I was diagnosed with breast cancer in 2005, so I took a 30-day leave of absence from work; it was the first time I'd had more than a week off in 20 years. But after recovering from surgery, I kind of forgot about the cancer and went back to my job. For the next couple of years, I totally immersed myself in my company even though I wasn't sure it would survive. When it finally closed in 2008, I had two choices: wallow in self-pity or take hold of my life and do something positive. I was forced to reinvent myself. I started going to the gym and recommitted to yoga and meditation. Several months later, I began organizing inspirational retreats for women and devoted myself to the art gallery I'd opened a few years earlier.

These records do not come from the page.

//! UseCase: リレーで届いたイベントのファンアウト
//!
//! ## テスト実装の作業記録
//!
//! ### 何をテストしているか
//! - DispatchEventUseCase::execute() メソッド
//! - message の宛先解決（配信時点のメンバーシップ）と、notification の宛先指定配信
//!
//! ### なぜこのテストが必要か
//! - メンバー以外の接続に message が書き込まれないことを保証
//! - 解決エラー・未接続・書き込みエラーがいずれも致命的でないことを保証
//!
//! ### どのような状況を想定しているか
//! - 正常系：接続中の全メンバーに配信（送信者自身を含む）
//! - 異常系：宛先解決の失敗（このイベントの配信はスキップ）
//! - エッジケース：メンバーが未接続／接続が壊れている

use std::{sync::Arc, time::Duration};

use crate::{
    config::DEFAULT_RESOLVE_TIMEOUT,
    domain::{Event, OutboundFrame, RecipientResolver, RelayEnvelope, ResolveError, UserId},
    infrastructure::ConnectionRegistry,
};

use super::error::DispatchError;

/// 1 イベント分の配信結果
#[derive(Debug, Clone, Default, PartialEq, Eq)]
pub struct DispatchReport {
    /// Frames queued on a live connection
    pub delivered: Vec<UserId>,
    /// Recipients without a connection on this instance
    pub offline: Vec<UserId>,
    /// Recipients whose connection rejected the write
    pub failed: Vec<UserId>,
}

/// ファンアウト配信のユースケース
pub struct DispatchEventUseCase {
    /// インスタンスローカルな接続レジストリ（参照のみ）
    registry: Arc<ConnectionRegistry>,
    /// プロジェクトメンバーの解決
    resolver: Arc<dyn RecipientResolver>,
    /// 1 回のメンバー解決の上限時間（応答しないストアで後続の配信を止めない）
    resolve_timeout: Duration,
}

impl DispatchEventUseCase {
    pub fn new(registry: Arc<ConnectionRegistry>, resolver: Arc<dyn RecipientResolver>) -> Self {
        Self {
            registry,
            resolver,
            resolve_timeout: DEFAULT_RESOLVE_TIMEOUT,
        }
    }

    pub fn with_resolve_timeout(mut self, resolve_timeout: Duration) -> Self {
        self.resolve_timeout = resolve_timeout;
        self
    }

    /// 1 エンベロープを配信する
    ///
    /// # Returns
    ///
    /// * `Ok(DispatchReport)` - 配信結果（未接続・書き込み失敗も含む）
    /// * `Err(DispatchError)` - 宛先解決に失敗し、何も配信しなかった
    pub async fn execute(&self, envelope: &RelayEnvelope) -> Result<DispatchReport, DispatchError> {
        let recipients = self.recipients(envelope).await?;
        let frame: OutboundFrame = serde_json::to_string(&envelope.event)?.into();

        let mut report = DispatchReport::default();
        for user_id in recipients {
            let connection = match self.registry.get(user_id) {
                Ok(connection) => connection,
                Err(_) => {
                    report.offline.push(user_id);
                    continue;
                }
            };

            // 壊れた接続は読み込みループ側が検知して登録解除する
            match connection.write(frame.clone()) {
                Ok(()) => report.delivered.push(user_id),
                Err(e) => {
                    tracing::warn!(
                        "Failed to write {:?} event to user {} (connection {}): {}",
                        envelope.event.kind(),
                        user_id,
                        connection.id(),
                        e
                    );
                    report.failed.push(user_id);
                }
            }
        }

        tracing::debug!(
            "Dispatched {:?} event from user {}: {} delivered, {} offline, {} failed",
            envelope.event.kind(),
            envelope.event.sender_id(),
            report.delivered.len(),
            report.offline.len(),
            report.failed.len()
        );
        Ok(report)
    }

    /// Delivery targets, evaluated now rather than at publish time.
    async fn recipients(&self, envelope: &RelayEnvelope) -> Result<Vec<UserId>, DispatchError> {
        let mut recipients = match &envelope.event {
            Event::Message(payload) => {
                let project_id = envelope.project_id.unwrap_or(payload.project_id);
                tokio::time::timeout(self.resolve_timeout, self.resolver.members_of(project_id))
                    .await
                    .map_err(|_| ResolveError::Timeout(self.resolve_timeout))??
            }
            Event::Notification(payload) => payload.recipients.clone(),
        };
        recipients.sort_unstable();
        recipients.dedup();
        Ok(recipients)
    }
}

I used to wake up every morning frustrated that I had little control over how I'd spend my day. Now I'm living a life I've chosen, not one that chose me. I'm physically well, and I can create art every day without inhibition. My body, mind, and spirit are in alignment, and it shows.
As the youngest member of the R&B group Sister Sledge, I spent my girlhood surrounded by family. I was the lead singer, but I never thought of myself as an individual. There was so much comfort standing there with my sisters.
But at 29, I began a solo career. For once I could choose everything from my musical style to my clothing. As much as I'd loved sharing the stage with my sisters—with our '80s outfits and big hair perfectly coordinated—moving out on my own was the step I needed to take. I performed by myself for the first time at a concert in Miami. As soon as I finished my opening song and the audience stopped cheering, I noticed something: silence. In the group, I'd always relied on my sisters to talk to the crowd. It sounds silly, but that night I had to find my voice.
Each time I've performed solo over the years, I've grown more and more comfortable standing out front in the spotlight. Now I have the confidence not just to sing my old songs, which, of course, I still do, but to set bigger goals for myself, like producing and starring in a musical about jazz legend Billie Holiday. I'm working harder than I have at any time in my life, so I'm especially grateful when fans come up to me and say, "You look better now than ever." Beauty is an attitude. And I suppose I have a glow offstage and on because I'm doing exactly what I want to do. That's why I'm embracing every moment of this decade even as I look toward the next.